Tourists ‘freaked out’ 

The teachers’ sprawling tent camps have flooded the city center, leading to complaints from businesses that tourists will stay away during the World Cup.

“The access to our restaurant is closed off, the people aren’t coming, the tourists are freaked out,” 31-year-old waiter Jonathan Herrera, who was protesting against the encampment, told AFP.

Around 50 people waited to cross through one of the metal barricades under the watch of police, where one restaurant glued a poster reading “we’re still open.”

US tourist Heather Lutz, 64, expressed support for the protesters.

“No government likes their city to look real” during big events like the World Cup, she said.

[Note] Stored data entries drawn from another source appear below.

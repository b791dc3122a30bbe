//! Forecast fetching: the provider seam and the day-window adapter
//!
//! `ForecastSource` is the only thing that talks to the network. Everything
//! else in this module turns a provider response into typed hourly points.

use crate::analysis::{
    BucketMode, Coordinates, HistoricalWindAnalysis, WindSample, analyze_samples,
    summarize_window,
};
use crate::models::{HourlyForecastPoint, HourlyUnits, WindowSummary, describe_code};
use crate::{ForecastError, Result};
use async_trait::async_trait;
use chrono::{Days, NaiveDate, NaiveDateTime, Timelike};
use serde::{Deserialize, Serialize};
use std::collections::HashMap;
use tracing::{debug, info, instrument};

pub mod open_meteo;

pub use open_meteo::OpenMeteoClient;

/// Hourly variables requested for a forecast day
pub const FORECAST_FIELDS: &[&str] = &[
    "temperature_2m",
    "precipitation",
    "precipitation_probability",
    "wind_speed_10m",
    "wind_gusts_10m",
    "weather_code",
    "wind_direction_10m",
    "cloud_cover",
    "cloud_cover_low",
    "cloud_cover_mid",
    "cloud_cover_high",
];

/// Hourly variables requested for live wind history
pub const WIND_FIELDS: &[&str] = &["wind_speed_10m", "wind_gusts_10m", "wind_direction_10m"];

const TIME_FORMAT: &str = "%Y-%m-%dT%H:%M";

/// One hourly request to the provider, dates inclusive
#[derive(Debug, Clone, PartialEq)]
pub struct HourlyRequest {
    pub latitude: f64,
    pub longitude: f64,
    pub start_date: NaiveDate,
    pub end_date: NaiveDate,
    pub fields: &'static [&'static str],
}

/// Provider response, local to the requested coordinates
#[derive(Debug, Clone, Default, Serialize, Deserialize)]
pub struct ForecastResponse {
    #[serde(default)]
    pub timezone: Option<String>,
    #[serde(default)]
    pub hourly_units: HashMap<String, String>,
    #[serde(default)]
    pub hourly: Option<HourlyData>,
}

/// Parallel hourly series; any series may be missing or shorter than `time`
#[derive(Debug, Clone, Default, Serialize, Deserialize)]
pub struct HourlyData {
    #[serde(default)]
    pub time: Vec<String>,
    #[serde(rename = "temperature_2m", default)]
    pub temperature: Vec<Option<f64>>,
    #[serde(default)]
    pub precipitation: Vec<Option<f64>>,
    #[serde(default)]
    pub precipitation_probability: Vec<Option<f64>>,
    #[serde(rename = "wind_speed_10m", default)]
    pub wind_speed: Vec<Option<f64>>,
    #[serde(rename = "wind_gusts_10m", default)]
    pub wind_gusts: Vec<Option<f64>>,
    #[serde(default)]
    pub weather_code: Vec<Option<i64>>,
    #[serde(rename = "wind_direction_10m", default)]
    pub wind_direction: Vec<Option<f64>>,
    #[serde(default)]
    pub cloud_cover: Vec<Option<f64>>,
    #[serde(default)]
    pub cloud_cover_low: Vec<Option<f64>>,
    #[serde(default)]
    pub cloud_cover_mid: Vec<Option<f64>>,
    #[serde(default)]
    pub cloud_cover_high: Vec<Option<f64>>,
}

fn at<T: Copy>(series: &[Option<T>], index: usize) -> Option<T> {
    series.get(index).copied().flatten()
}

/// Source of hourly forecasts
#[async_trait]
pub trait ForecastSource: Send + Sync {
    /// Fetch hourly series for the request. Network and HTTP status
    /// failures are `Transport`, undecodable bodies `MalformedResponse`.
    async fn fetch_hourly(&self, request: &HourlyRequest) -> Result<ForecastResponse>;
}

/// Inclusive range of hours of day
#[derive(Debug, Clone, Copy, PartialEq, Eq, Serialize, Deserialize)]
pub struct HourWindow {
    pub start_hour: u32,
    pub end_hour: u32,
}

impl HourWindow {
    pub const FULL_DAY: HourWindow = HourWindow {
        start_hour: 0,
        end_hour: 23,
    };

    #[must_use]
    pub fn new(start_hour: u32, end_hour: u32) -> Self {
        Self {
            start_hour,
            end_hour,
        }
    }

    #[must_use]
    pub fn contains(&self, hour: u32) -> bool {
        (self.start_hour..=self.end_hour).contains(&hour)
    }

    #[must_use]
    pub fn is_full_day(&self) -> bool {
        *self == Self::FULL_DAY
    }
}

/// One day's window of points together with its summary
#[derive(Debug, Clone)]
pub struct ForecastWindow {
    pub date: NaiveDate,
    pub window: HourWindow,
    pub units: HourlyUnits,
    pub summary: WindowSummary,
    pub points: Vec<HourlyForecastPoint>,
}

/// Reject bad coordinates or hours before any I/O
pub fn validate_request(coordinates: Coordinates, window: HourWindow) -> Result<()> {
    if !(-90.0..=90.0).contains(&coordinates.latitude) {
        return Err(ForecastError::validation(
            "latitude must be between -90 and 90",
        ));
    }
    if !(-180.0..=180.0).contains(&coordinates.longitude) {
        return Err(ForecastError::validation(
            "longitude must be between -180 and 180",
        ));
    }
    if window.start_hour > 23 || window.end_hour > 23 {
        return Err(ForecastError::validation(
            "start_hour and end_hour must be between 0 and 23",
        ));
    }
    Ok(())
}

fn parse_time(time: &str) -> Result<NaiveDateTime> {
    NaiveDateTime::parse_from_str(time, TIME_FORMAT)
        .map_err(|e| ForecastError::malformed(format!("unparseable hourly time '{time}': {e}")))
}

/// Select the points of `date` inside `window` from a provider response.
///
/// Hours without temperature, precipitation or wind speed are dropped;
/// every other missing field stays `None` on the point.
pub fn points_for_day(
    response: &ForecastResponse,
    date: NaiveDate,
    window: HourWindow,
) -> Result<Vec<HourlyForecastPoint>> {
    let hourly = match &response.hourly {
        Some(hourly) if !hourly.time.is_empty() => hourly,
        _ => return Err(ForecastError::NoData),
    };

    let mut points = Vec::new();
    for (i, time) in hourly.time.iter().enumerate() {
        let local = parse_time(time)?;
        if local.date() != date || !window.contains(local.hour()) {
            continue;
        }

        let (Some(temperature), Some(precipitation), Some(wind_speed)) = (
            at(&hourly.temperature, i),
            at(&hourly.precipitation, i),
            at(&hourly.wind_speed, i),
        ) else {
            debug!(time = %time, "Skipping hour without temperature, precipitation or wind");
            continue;
        };

        let weather_code = at(&hourly.weather_code, i);
        points.push(HourlyForecastPoint {
            time_local: time.clone(),
            hour: local.hour(),
            temperature,
            precipitation,
            precipitation_probability: at(&hourly.precipitation_probability, i),
            wind_speed,
            wind_gusts: at(&hourly.wind_gusts, i),
            weather_code,
            wind_direction: at(&hourly.wind_direction, i),
            conditions: describe_code(weather_code),
            cloud_cover: at(&hourly.cloud_cover, i),
            cloud_cover_low: at(&hourly.cloud_cover_low, i),
            cloud_cover_mid: at(&hourly.cloud_cover_mid, i),
            cloud_cover_high: at(&hourly.cloud_cover_high, i),
        });
    }

    if points.is_empty() {
        return Err(ForecastError::NoDataInWindow {
            date,
            start_hour: window.start_hour,
            end_hour: window.end_hour,
        });
    }
    Ok(points)
}

/// `today + day_offset`
pub fn target_date(today: NaiveDate, day_offset: u32) -> Result<NaiveDate> {
    today
        .checked_add_days(Days::new(day_offset.into()))
        .ok_or_else(|| ForecastError::validation(format!("day offset {day_offset} out of range")))
}

/// Fetch one calendar day (1 = tomorrow) at the location and summarise the window
#[instrument(skip(source), fields(lat = coordinates.latitude, lon = coordinates.longitude))]
pub async fn fetch_day_window(
    source: &dyn ForecastSource,
    coordinates: Coordinates,
    window: HourWindow,
    today: NaiveDate,
    day_offset: u32,
) -> Result<ForecastWindow> {
    validate_request(coordinates, window)?;
    let date = target_date(today, day_offset)?;

    let request = HourlyRequest {
        latitude: coordinates.latitude,
        longitude: coordinates.longitude,
        start_date: date,
        end_date: date,
        fields: FORECAST_FIELDS,
    };
    let response = source.fetch_hourly(&request).await?;

    let points = points_for_day(&response, date, window)?;
    let units = HourlyUnits::from_provider(&response.hourly_units);
    let timezone = response.timezone.as_deref().unwrap_or("unknown");
    let summary = summarize_window(&points, coordinates, timezone, &units)?;

    debug!(points = points.len(), %date, "Fetched forecast window");
    Ok(ForecastWindow {
        date,
        window,
        units,
        summary,
        points,
    })
}

/// Wind samples from a live provider response; hours missing speed or
/// direction are skipped.
pub fn wind_samples(response: &ForecastResponse) -> Result<Vec<WindSample>> {
    let Some(hourly) = &response.hourly else {
        return Ok(Vec::new());
    };

    let mut samples = Vec::new();
    for (i, time) in hourly.time.iter().enumerate() {
        let (Some(speed), Some(direction)) = (at(&hourly.wind_speed, i), at(&hourly.wind_direction, i))
        else {
            continue;
        };
        samples.push(WindSample {
            date: parse_time(time)?.date(),
            speed,
            gust: at(&hourly.wind_gusts, i),
            direction,
        });
    }
    Ok(samples)
}

/// Fetch the `days_back` days before `analysis_date` from the provider and
/// analyse them in `LiveFetch` mode. `Ok(None)` when no hour qualifies.
#[instrument(skip(source), fields(lat = coordinates.latitude, lon = coordinates.longitude))]
pub async fn fetch_live_wind_analysis(
    source: &dyn ForecastSource,
    coordinates: Coordinates,
    analysis_date: NaiveDate,
    days_back: u32,
) -> Result<Option<HistoricalWindAnalysis>> {
    validate_request(coordinates, HourWindow::FULL_DAY)?;
    if days_back == 0 {
        return Err(ForecastError::validation("days_back must be at least 1"));
    }

    let out_of_range = || ForecastError::validation("analysis date out of range");
    let end_date = analysis_date
        .checked_sub_days(Days::new(1))
        .ok_or_else(out_of_range)?;
    let start_date = end_date
        .checked_sub_days(Days::new(u64::from(days_back - 1)))
        .ok_or_else(out_of_range)?;

    let request = HourlyRequest {
        latitude: coordinates.latitude,
        longitude: coordinates.longitude,
        start_date,
        end_date,
        fields: WIND_FIELDS,
    };
    let response = source.fetch_hourly(&request).await?;
    let samples = wind_samples(&response)?;

    info!(hours = samples.len(), %start_date, %end_date, "Fetched live wind history");
    Ok(analyze_samples(&samples, BucketMode::LiveFetch, days_back))
}

#[cfg(test)]
pub(crate) mod testing {
    use super::*;
    use std::sync::Mutex;

    /// Answers every request with the same response and records requests
    pub struct StaticSource {
        pub response: Result<ForecastResponse>,
        pub requests: Mutex<Vec<HourlyRequest>>,
    }

    impl StaticSource {
        pub fn new(response: ForecastResponse) -> Self {
            Self {
                response: Ok(response),
                requests: Mutex::new(Vec::new()),
            }
        }

        pub fn failing(error: ForecastError) -> Self {
            Self {
                response: Err(error),
                requests: Mutex::new(Vec::new()),
            }
        }
    }

    #[async_trait]
    impl ForecastSource for StaticSource {
        async fn fetch_hourly(&self, request: &HourlyRequest) -> Result<ForecastResponse> {
            self.requests.lock().unwrap().push(request.clone());
            match &self.response {
                Ok(response) => Ok(response.clone()),
                Err(e) => Err(ForecastError::transport(e.to_string())),
            }
        }
    }

    /// 24 hours of `date` plus the first hours of the following day
    pub fn day_response(date: NaiveDate, wind_direction: f64, wind_speed: f64) -> ForecastResponse {
        let next = date.succ_opt().unwrap();
        let mut time: Vec<String> = (0..24).map(|h| format!("{date}T{h:02}:00")).collect();
        time.extend((0..3).map(|h| format!("{next}T{h:02}:00")));
        let n = time.len();

        ForecastResponse {
            timezone: Some("Europe/Bucharest".to_string()),
            hourly_units: HashMap::new(),
            hourly: Some(HourlyData {
                time,
                temperature: (0..n).map(|i| Some(-5.0 + i as f64 * 0.5)).collect(),
                precipitation: vec![Some(0.1); n],
                precipitation_probability: vec![None; n],
                wind_speed: vec![Some(wind_speed); n],
                wind_gusts: vec![Some(wind_speed + 10.0); n],
                weather_code: vec![Some(73); n],
                wind_direction: vec![Some(wind_direction); n],
                cloud_cover: vec![Some(90.0); n],
                cloud_cover_low: Vec::new(),
                cloud_cover_mid: Vec::new(),
                cloud_cover_high: Vec::new(),
            }),
        }
    }
}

The tournament is the ideal moment to “generate pressure” to win concessions from the government, 42-year-old teacher Dinora Diaz told AFP in the street encampment.

Negotiations

Sheinbaum’s government explained on Monday their proposals to the teachers union, proposing the creation of a new state-owned company to administer pensions.

But the government dismissed the possibility of reversing pension laws, arguing it would cost around $400 million.

The teachers have rejected the government’s proposals while the Secretary of Governance Rosa Icela Rodriguez called for the strikers to lift the blockades.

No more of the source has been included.